In addition, people with Type A personality who tend to feel impatience or time urgency, anger or hostility, and competitiveness, were reported to be positively associated with anxiety. People with Type D personality who would easily have negative affectivity and social inhibition were reported to be positively associated with anxiety as well as depression. Therefore, anxiety or depression might have an effect on the associations between Type A and Type D personalities. However, to my best knowledge, no previous studies have examined the associations among Type A and Type D personalities, metabolic syndrome, and anxiety/depression.
Objective
This study examines associations among Type A and Type D personalities, metabolic syndrome, and anxiety/depression. It includes: 1) validating the Chinese versions of the Type A personality scale (Adolescent/Adult Type A Behaviour Scale, AATABS-3) and Type D personality scale (DS-14); 2) assessing the associations between Type A and Type D personalities with metabolic syndrome; 3) investigating the associations between anxiety/depression and metabolic syndrome; 4) measuring the association between Type A personality and anxiety; 5) testing the association between Type D personality and anxiety, as well as depression; and 6) determining the associations among Type A and Type D personalities, metabolic syndrome, and anxiety/depression.
Methods
A cross-sectional questionnaire survey was conducted on a random community sample of 741 adults in Hong Kong recruited by cluster sampling. Participants meeting the screening criteria of metabolic syndrome were offered further physical examination for confirming the diagnosis.
Results
For the Chinese version AATABS-3 scale (revised-AATABS-3), exploratory factor analysis (EFA) produced an 11-item 3-factor solution. The three factors were: 1) impatience/time urgency; 2) hostility/anger; and 3) competitiveness. The revised-AATABS-3 scale showed satisfactory internal consistency (Cronbach‘s alpha = 0.74). For the Chinese version DS-14 scale (revised-DS-14), EFA provided a 10-item 2-factor solution. The two factors were: negative affectivity and social inhibition. The revised-DS-14 scale showed good internal consistency (Cronbach‘s alpha = 0.90).

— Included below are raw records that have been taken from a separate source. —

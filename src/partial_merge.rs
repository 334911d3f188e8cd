//! Component G — merges used once a block has grown past the point where
//! [`crate::cross_merge::cross_merge`]'s own scratch requirement
//! (`left + right` worth of space) is worth avoiding: these two only copy
//! the *smaller* side into `scratch`, merging the rest back in place
//! element by element (or in bulk when one side is running far enough
//! ahead to skip comparisons for a stretch).

use core::ptr;

use crate::cross_merge::cross_merge;
use crate::parity_merge::{greater, head_branchless_merge, not_greater, tail_branchless_merge};
use crate::scratch::Scratch;

enum ForwardProbe {
    FromRight,
    FromLeft,
}

/// Merges `array[0..block)` against `array[block..nmemb)` in place,
/// copying the *left* block out to `scratch` first and writing the
/// result back into `array` from the front.
///
/// # Safety
/// `array[0..nmemb)` must be valid for reads and writes, both sub-runs
/// individually sorted, `scratch` must have room for at least `block`
/// elements, and `block <= nmemb`.
pub(crate) unsafe fn partial_forward_merge<T, F>(
    array: *mut T,
    scratch: &mut Scratch<T>,
    nmemb: usize,
    block: usize,
    is_less: &mut F,
) where
    F: FnMut(&T, &T) -> bool,
{
    if nmemb == block {
        return;
    }

    unsafe {
        let mut ptr_: *const T = array.add(block);
        let tpr: *const T = array.add(nmemb - 1);

        if not_greater(is_less, &*ptr_.sub(1), &*ptr_) {
            return;
        }

        let swap = scratch.as_mut_ptr();
        ptr::copy_nonoverlapping(array, swap, block);

        let mut ptl: *const T = swap;
        let tpl: *const T = swap.add(block - 1);
        let mut out: *mut T = array;

        'outer: while ptl < tpl.sub(1) && ptr_ < tpr.sub(1) {
            let mut probe = ForwardProbe::FromRight;
            loop {
                match probe {
                    ForwardProbe::FromRight => {
                        if greater(is_less, &*ptl, &*ptr_.add(1)) {
                            ptr::copy(ptr_, out, 2);
                            out = out.add(2);
                            ptr_ = ptr_.add(2);
                            if ptr_ < tpr.sub(1) {
                                continue;
                            }
                            break 'outer;
                        }
                        if not_greater(is_less, &*ptl.add(1), &*ptr_) {
                            ptr::copy_nonoverlapping(ptl, out, 2);
                            out = out.add(2);
                            ptl = ptl.add(2);
                            if ptl < tpl.sub(1) {
                                probe = ForwardProbe::FromLeft;
                                continue;
                            }
                            break 'outer;
                        }
                        break;
                    }
                    ForwardProbe::FromLeft => {
                        if not_greater(is_less, &*ptl.add(1), &*ptr_) {
                            ptr::copy_nonoverlapping(ptl, out, 2);
                            out = out.add(2);
                            ptl = ptl.add(2);
                            if ptl < tpl.sub(1) {
                                continue;
                            }
                            break 'outer;
                        }
                        if greater(is_less, &*ptl, &*ptr_.add(1)) {
                            ptr::copy(ptr_, out, 2);
                            out = out.add(2);
                            ptr_ = ptr_.add(2);
                            if ptr_ < tpr.sub(1) {
                                probe = ForwardProbe::FromRight;
                                continue;
                            }
                            break 'outer;
                        }
                        break;
                    }
                }
            }

            let x = not_greater(is_less, &*ptl, &*ptr_) as usize;
            ptr::copy(ptr_, out.add(x), 1);
            ptr_ = ptr_.add(1);
            ptr::copy_nonoverlapping(ptl, out.add(1 - x), 1);
            ptl = ptl.add(1);
            out = out.add(2);
            head_branchless_merge(&mut out, &mut ptl, &mut ptr_, is_less);
        }

        while ptl <= tpl && ptr_ <= tpr {
            if not_greater(is_less, &*ptl, &*ptr_) {
                ptr::copy_nonoverlapping(ptl, out, 1);
                ptl = ptl.add(1);
            } else {
                ptr::copy(ptr_, out, 1);
                ptr_ = ptr_.add(1);
            }
            out = out.add(1);
        }
        while ptl <= tpl {
            ptr::copy_nonoverlapping(ptl, out, 1);
            ptl = ptl.add(1);
            out = out.add(1);
        }
    }
}

enum BackwardProbe {
    FromRight,
    FromLeft,
}

/// Merges `array[0..block)` against `array[block..nmemb)` in place,
/// copying the *right* side out to `scratch` and writing the result back
/// into `array` from the back.
///
/// Falls back to [`cross_merge`] plus a bulk copy-back when the right
/// side is large and fits entirely in `scratch` — cheaper than the
/// in-place dance below once the right side is wide enough.
///
/// # Safety
/// `array[0..nmemb)` must be valid for reads and writes, both sub-runs
/// individually sorted, `scratch` must have room for at least
/// `nmemb - block` elements (and for `nmemb` elements on the
/// `cross_merge` fast path), and `block <= nmemb`.
pub(crate) unsafe fn partial_backward_merge<T, F>(
    array: *mut T,
    scratch: &mut Scratch<T>,
    nmemb: usize,
    block: usize,
    is_less: &mut F,
) where
    F: FnMut(&T, &T) -> bool,
{
    if nmemb == block {
        return;
    }

    unsafe {
        let mut tpl: *mut T = array.add(block - 1);
        let tpa_start: *mut T = array.add(nmemb - 1);

        if not_greater(is_less, &*tpl, &*tpl.add(1)) {
            return;
        }

        let right = nmemb - block;

        if nmemb <= scratch.len() && right >= 64 {
            let swap = scratch.as_mut_ptr();
            cross_merge(swap, array, block, right, is_less);
            ptr::copy_nonoverlapping(swap, array, nmemb);
            return;
        }

        let swap = scratch.as_mut_ptr();
        ptr::copy_nonoverlapping(array.add(block), swap, right);

        let mut tpr: *const T = swap.add(right - 1);
        let mut tpa: *mut T = tpa_start;

        'bulk16: while tpl > array.add(16) && tpr > swap.add(16) {
            loop {
                if not_greater(is_less, &*tpl, &*tpr.sub(15)) {
                    tpa = tpa.sub(15);
                    tpr = tpr.sub(15);
                    ptr::copy_nonoverlapping(tpr, tpa, 16);
                    tpa = tpa.sub(1);
                    tpr = tpr.sub(1);
                    if tpr > swap.add(16) {
                        continue;
                    }
                    break 'bulk16;
                }
                break;
            }
            loop {
                if greater(is_less, &*tpl.sub(15), &*tpr) {
                    tpa = tpa.sub(15);
                    tpl = tpl.sub(15);
                    ptr::copy(tpl, tpa, 16);
                    tpa = tpa.sub(1);
                    tpl = tpl.sub(1);
                    if tpl > array.add(16) {
                        continue;
                    }
                    break 'bulk16;
                }
                break;
            }

            for _ in 0..8 {
                if not_greater(is_less, &*tpl, &*tpr.sub(1)) {
                    ptr::copy_nonoverlapping(tpr.sub(1), tpa.sub(1), 2);
                    tpa = tpa.sub(2);
                    tpr = tpr.sub(2);
                } else if greater(is_less, &*tpl.sub(1), &*tpr) {
                    ptr::copy(tpl.sub(1), tpa.sub(1), 2);
                    tpa = tpa.sub(2);
                    tpl = tpl.sub(2);
                } else {
                    let x = not_greater(is_less, &*tpl, &*tpr) as usize;
                    tpa = tpa.sub(1);
                    ptr::copy_nonoverlapping(tpr, tpa.add(x), 1);
                    tpr = tpr.sub(1);
                    ptr::copy(tpl, tpa.add(1 - x), 1);
                    tpl = tpl.sub(1);
                    tpa = tpa.sub(1);
                    let mut tpl_const = tpl as *const T;
                    tail_branchless_merge(&mut tpa, &mut tpl_const, &mut tpr, is_less);
                    tpl = tpl_const as *mut T;
                }
            }
        }

        'outer: while tpr > swap.add(1) && tpl > array.add(1) {
            let mut probe = BackwardProbe::FromRight;
            loop {
                match probe {
                    BackwardProbe::FromRight => {
                        if not_greater(is_less, &*tpl, &*tpr.sub(1)) {
                            ptr::copy_nonoverlapping(tpr.sub(1), tpa.sub(1), 2);
                            tpa = tpa.sub(2);
                            tpr = tpr.sub(2);
                            if tpr > swap.add(1) {
                                continue;
                            }
                            break 'outer;
                        }
                        if greater(is_less, &*tpl.sub(1), &*tpr) {
                            ptr::copy(tpl.sub(1), tpa.sub(1), 2);
                            tpa = tpa.sub(2);
                            tpl = tpl.sub(2);
                            if tpl > array.add(1) {
                                probe = BackwardProbe::FromLeft;
                                continue;
                            }
                            break 'outer;
                        }
                        break;
                    }
                    BackwardProbe::FromLeft => {
                        if greater(is_less, &*tpl.sub(1), &*tpr) {
                            ptr::copy(tpl.sub(1), tpa.sub(1), 2);
                            tpa = tpa.sub(2);
                            tpl = tpl.sub(2);
                            if tpl > array.add(1) {
                                continue;
                            }
                            break 'outer;
                        }
                        if not_greater(is_less, &*tpl, &*tpr.sub(1)) {
                            ptr::copy_nonoverlapping(tpr.sub(1), tpa.sub(1), 2);
                            tpa = tpa.sub(2);
                            tpr = tpr.sub(2);
                            if tpr > swap.add(1) {
                                probe = BackwardProbe::FromRight;
                                continue;
                            }
                            break 'outer;
                        }
                        break;
                    }
                }
            }

            let x = not_greater(is_less, &*tpl, &*tpr) as usize;
            tpa = tpa.sub(1);
            ptr::copy_nonoverlapping(tpr, tpa.add(x), 1);
            tpr = tpr.sub(1);
            ptr::copy(tpl, tpa.add(1 - x), 1);
            tpl = tpl.sub(1);
            tpa = tpa.sub(1);
            let mut tpl_const = tpl as *const T;
            tail_branchless_merge(&mut tpa, &mut tpl_const, &mut tpr, is_less);
            tpl = tpl_const as *mut T;
        }

        while tpr >= swap && tpl >= array {
            if greater(is_less, &*tpl, &*tpr) {
                ptr::copy(tpl, tpa, 1);
                tpl = tpl.sub(1);
            } else {
                ptr::copy_nonoverlapping(tpr, tpa, 1);
                tpr = tpr.sub(1);
            }
            tpa = tpa.sub(1);
        }
        while tpr >= swap {
            ptr::copy_nonoverlapping(tpr, tpa, 1);
            tpr = tpr.sub(1);
            tpa = tpa.sub(1);
        }
    }
}

/// Repeatedly widens the merged-block size (`block`, `2*block`, ...),
/// calling [`partial_backward_merge`] across the array until the next
/// doubling would exceed either `nmemb` or the scratch buffer.
///
/// # Safety
/// `array[0..nmemb)` must be valid for reads and writes, and `scratch`
/// must have room for at least `block` elements at every doubling this
/// call reaches.
pub(crate) unsafe fn tail_merge<T, F>(
    array: *mut T,
    scratch: &mut Scratch<T>,
    nmemb: usize,
    block: usize,
    is_less: &mut F,
) where
    F: FnMut(&T, &T) -> bool,
{
    unsafe {
        let pte = array.add(nmemb);
        let mut block = block;

        while block < nmemb && block <= scratch.len() {
            let mut pta = array;
            while pta.add(block) < pte {
                if pta.add(block * 2) < pte {
                    partial_backward_merge(pta, scratch, block * 2, block, is_less);
                    pta = pta.add(block * 2);
                    continue;
                }
                partial_backward_merge(pta, scratch, pte.offset_from(pta) as usize, block, is_less);
                break;
            }
            block *= 2;
        }
    }
}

Gender differences appeared in the associations between Type A and Type D personalities and metabolic syndrome. In the total population and female participants, there were no significant associations between Type A personality and metabolic syndrome. However, male participants with Type A personality were positively associated with metabolic syndrome. In the total participants, there were no significant associations between Type D personality and metabolic syndrome. However, female participants with Type D personality were positively associated with metabolic syndrome; whereas male participants with Type D personality were negatively associated with metabolic syndrome. Anxiety affected the association between Type A personality and metabolic syndrome in males only, whereas it affected the association between Type D personality and metabolic syndrome both in females and males. Depression affected the association between Type D personality and metabolic syndrome both in females and males.
Conclusion and Discussion
The revised-AATABS-3 and revised-DS-14 scales showed satisfactory psychometric properties. They might be more convenient and acceptable than the original scales for measuring Type A and Type D personalities in future research. Since EFA was a preliminary method for scale validation, further validation studies for these two scales are needed, for examples, on concurrent and discriminant validity.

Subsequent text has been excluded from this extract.